Mali es una explosión de colores, un desordenado caleidoscopio de sensaciones incesantes que sobrepasan muchas veces la capacidad de percibir del viajero. Entramos en un mundo nuevo, misterioso y desconocido, cuya magia va más allá de la extraordinaria geografía.
Mali es una explosión de colores, un desordenado caleidoscopio de sensaciones incesantes que sobrepasan muchas veces la capacidad de percibir del viajero. Pero, tras una jornada huyendo sin tregua del acoso infatigable de los vendedores, el horizonte infinito de la sabana actúa de nuevo como bálsamo reparador.
El trayecto de Mopti al pueblo de Bandiagara, puerta de entrada al País Dogón, se hace cómodamente en poco más de una hora. La carretera transcurre por una agradable meseta plana y verde, hasta que, poco antes de llegar a Bandiagara, el terreno se encabrita, aparecen las primeras barrancas y la piedra se apodera del paisaje, desplazando casi por completo cualquier atisbo de vegetación. La pista ya no es apta para vehículos convencionales, sólo los todoterreno pueden negociar penosamente las irregularidades del camino.
Es evidente que acabamos de entrar en un mundo nuevo, misterioso y desconocido, cuya magia va más allá de la extraordinaria geografía. Algo hay en aquel lugar que muda el ánimo y lleva la mente a viajar incesantemente de la sorpresa al asombro. En la abrupta escarpadura que une la pared al llano, una sucesión de aldeas ordenadas y tan perfectamente fundidas con el terreno, que obligan a forzar la vista para distinguirlas, se aprietan junto a la inmensa falla arenisca, horadada en múltiples puntos a media altura.

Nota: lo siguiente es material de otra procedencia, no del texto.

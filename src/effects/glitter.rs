use rand::Rng;

use crate::effects::params::{GlitterParams, NoiseTone};
use crate::foundation::core::Region;
use crate::render::surface::Surface;

/// Counters for one glitter pass.
#[derive(Clone, Copy, Debug, Default, PartialEq, Eq)]
pub struct GlitterStats {
    /// Coordinates sampled.
    pub visited: u64,
    /// Pixels painted.
    pub painted: u64,
}

/// Paint random gray (or colored) speckle over `region` of `surface`.
///
/// Every coordinate draws one uniform sample `u` in `[0, 1)` and is skipped when
/// `u >= params.density`. Painted pixels take a lightness drawn uniformly from
/// `params.lightness` (inclusive), blended source-over at `params.opacity`.
///
/// Iteration is column-major. The order only determines which random numbers each coordinate
/// consumes.
pub fn apply_glitter<R: Rng + ?Sized>(
    surface: &mut Surface,
    region: Region,
    params: &GlitterParams,
    rng: &mut R,
) -> GlitterStats {
    let region = region.clipped_to(surface.width(), surface.height());
    let mut stats = GlitterStats::default();

    for x in region.x..region.right() {
        for y in region.y..region.bottom() {
            stats.visited += 1;
            if rng.random::<f64>() >= params.density {
                continue;
            }
            let rgb = match params.tone {
                NoiseTone::Neutral => {
                    let v = params.lightness.pick(rng.random());
                    [v, v, v]
                }
                NoiseTone::Colored => [
                    params.lightness.pick(rng.random()),
                    params.lightness.pick(rng.random()),
                    params.lightness.pick(rng.random()),
                ],
            };
            if surface.blend_pixel(x, y, [rgb[0], rgb[1], rgb[2], 255], params.opacity) {
                stats.painted += 1;
            }
        }
    }

    tracing::trace!(
        visited = stats.visited,
        painted = stats.painted,
        "glitter pass"
    );
    stats
}

#[cfg(test)]
#[path = "../../tests/unit/effects/glitter.rs"]
mod tests;
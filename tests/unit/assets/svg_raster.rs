use super::*;
use crate::assets::decode::parse_svg;

fn square_svg() -> std::sync::Arc<usvg::Tree> {
    parse_svg(
        br##"<svg xmlns="http://www.w3.org/2000/svg" width="10" height="10">
  <rect x="0" y="0" width="10" height="10" fill="#ffffff"/>
</svg>"##,
    )
    .unwrap()
}

#[test]
fn raster_size_follows_scale_not_rotation() {
    let tree = square_svg();
    let (w, h, _) = svg_raster_params(&tree, Affine::scale(4.0), MAX_DIM).unwrap();
    assert_eq!((w, h), (40, 40));

    let rotated = Affine::scale(4.0) * Affine::rotate(1.1);
    let (w, h, _) = svg_raster_params(&tree, rotated, MAX_DIM).unwrap();
    assert_eq!((w, h), (40, 40));
}

#[test]
fn raster_adjust_maps_pixels_back_to_target_extent() {
    let tree = square_svg();
    let target = Affine::translate((5.0, 7.0)) * Affine::scale(2.5);
    let (w, h, adjust) = svg_raster_params(&tree, target, MAX_DIM).unwrap();
    let corner = adjust * kurbo::Point::new(f64::from(w), f64::from(h));
    assert!((corner.x - 30.0).abs() < 1e-9);
    assert!((corner.y - 32.0).abs() < 1e-9);
}

#[test]
fn huge_scales_are_capped_and_stretched() {
    let tree = square_svg();
    let target = Affine::scale(10_000.0);
    let (w, h, adjust) = svg_raster_params(&tree, target, 32).unwrap();
    assert_eq!((w, h), (32, 32));
    let corner = adjust * kurbo::Point::new(32.0, 32.0);
    assert!((corner.x - 100_000.0).abs() < 1e-6);
    assert!((corner.y - 100_000.0).abs() < 1e-6);

    let (w, _, _) = svg_raster_params(&tree, target, u32::MAX).unwrap();
    assert_eq!(w, MAX_DIM);
}

#[test]
fn rasterize_fills_opaque_square() {
    let tree = square_svg();
    let px = rasterize_svg_to_premul_rgba8(&tree, 4, 4).unwrap();
    assert_eq!(px.len(), 4 * 4 * 4);
    assert_eq!(&px[0..4], &[255, 255, 255, 255]);
}
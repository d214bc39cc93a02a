use std::fs::File;
use std::io::BufReader;
use std::path::Path;

use serde::{Deserialize, Serialize};

use crate::effects::params::EffectParams;
use crate::encode::gif::GifOpts;
use crate::foundation::error::{GlimmerError, GlimmerResult};
use crate::pipeline::session::SessionOpts;

/// JSON-facing configuration: effect parameters, random seed, and GIF output settings.
///
/// Every field is optional in the JSON; missing fields take their documented defaults.
#[derive(Clone, Copy, Debug, Default, PartialEq, Serialize, Deserialize)]
#[serde(default, deny_unknown_fields)]
pub struct GlimmerConfig {
    /// Glitter and sparkle parameters.
    pub effects: EffectParams,
    /// Fixed seed for reproducible output.
    pub seed: Option<u64>,
    /// GIF export settings.
    pub gif: GifOpts,
}

impl GlimmerConfig {
    /// Parse a configuration from a JSON reader.
    pub fn from_reader<R: std::io::Read>(r: R) -> GlimmerResult<Self> {
        serde_json::from_reader(r)
            .map_err(|e| GlimmerError::config(format!("parse config JSON: {e}")))
    }

    /// Parse a configuration from a JSON string.
    pub fn from_json_str(s: &str) -> GlimmerResult<Self> {
        serde_json::from_str(s).map_err(|e| GlimmerError::config(format!("parse config JSON: {e}")))
    }

    /// Parse a configuration from a JSON file on disk.
    pub fn from_path(path: impl AsRef<Path>) -> GlimmerResult<Self> {
        let path = path.as_ref();
        let f = File::open(path).map_err(|e| {
            GlimmerError::config(format!("open config JSON '{}': {e}", path.display()))
        })?;
        Self::from_reader(BufReader::new(f))
    }

    /// Pretty-printed JSON.
    pub fn to_json_pretty(&self) -> GlimmerResult<String> {
        serde_json::to_string_pretty(self)
            .map_err(|e| GlimmerError::config(format!("serialize config JSON: {e}")))
    }

    /// Session options derived from this configuration.
    pub fn session_opts(&self) -> SessionOpts {
        SessionOpts { seed: self.seed }
    }
}

#[cfg(test)]
#[path = "../tests/unit/config/config.rs"]
mod tests;
use super::*;

#[test]
fn display_prefixes_are_stable() {
    assert!(GlimmerError::setup("x").to_string().contains("setup error:"));
    assert!(GlimmerError::asset("x").to_string().contains("asset error:"));
    assert!(GlimmerError::render("x").to_string().contains("render error:"));
    assert!(GlimmerError::export("x").to_string().contains("export error:"));
    assert!(GlimmerError::config("x").to_string().contains("config error:"));
}

#[test]
fn other_preserves_source() {
    let base = std::io::Error::other("boom");
    let err = GlimmerError::Other(anyhow::Error::new(base));
    assert!(err.to_string().contains("boom"));
}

Antes de la llegada de los dogón, vivían allí los tellem, un misterioso pueblo de pigmeos cazadores que habían construido sus moradas a gran altura, en la pared de la falla. Se supone que para acceder a sus viviendas utilizaban lianas hechas con corteza de baobab, el gigantesco árbol que se encuentra por doquier en la sabana, pero los dogón los tenían por hombres de extraordinarios poderes, capaces de volar y alcanzar sus arriscadas moradas de un solo salto.
Lo cierto es que los tellem desaparecieron un buen día, tras la llegada de los dogón, sin que nadie sepa a ciencia cierta a dónde dirigieron sus pasos, ni cual fue su destino. Desde entonces, los nuevos moradores utilizan aquellas oquedades para depositar a sus muertos.
Nadie que llegue aquí puede resistir la tentación de trepar hasta alguna de las aldeas. La más próxima es Banani. Hay que atravesar el río, pero en siglos a nadie se le ha ocurrido tender un puente, por precario que sea, así que no queda más remedio que saltar de piedra en piedra. El camino serpentea después agónicamente, ladera arriba, por una estrecha torrentera de grandes piedras, reconvertida en sendero ocasional. Hay que sudar la gota gorda bajo un sol de justicia para llegar al paraíso.
Las primeras cabañas de barro (ginna) aparecen construidas en terrazas. Todas son idénticas, con muchas pequeñas estancias para el jefe de familia, sus esposas e hijos, granero, almacén y establo, todas dispuestas de forma que simbolizan el cuerpo humano. Los graneros constituyen, quizá, la más peculiar de las construcciones dogón, ya que tienen una base cuadrada que se estrecha piramidalmente a medida que asciende hasta quedar rematada por un techo de paja que recuerda el sombrero de una bruja.
Sin embargo, el más importante de los edificios comunales es la toguna, o 'casa de la palabra', una especie de parlamento donde se reúnen los ancianos de la tribu para dirimir los asuntos comunales. La Toguna de Banani consta de una plataforma cuadrada y un techo plano de palitroques, cuidadosamente entrelazados en capas, que pueden tener más de dos metros de espesor, sujetos por ocho recias columnas de piedra. Lo más curioso es que el espacio libre entre el suelo y el techo no pasa de 1,20 metros, lo que obliga a los ancianos a permanecer sentados todo el tiempo. Los dogón sostienen que así se aplacan los calentamientos súbitos que impulsan a la gente a levantarse y gesticular cuando discute.
Entre tanta geometría poliédrica, en las afueras de cada aldea no deja de sorprender un curioso edificio circular, denominado 'casa de las mujeres', en el que todas las féminas de la comunidad deben permanecer recluidas el tiempo que dure su menstruación, ya que se consideran impuras durante ese período.
Esas singulares estancias, de techo muy bajo, se emplean también como paritorios ocasionales, dónde la parturienta ha de permanecer igualmente aislada de cualquier otro miembro de la tribu. Por razones que nadie supo explicarme, muchos de esos recintos están decorados con figuras de barro de ambos sexos, en las que destacan unos enormes genitales, adornados con auténtico vello púbico. Otra singularidad.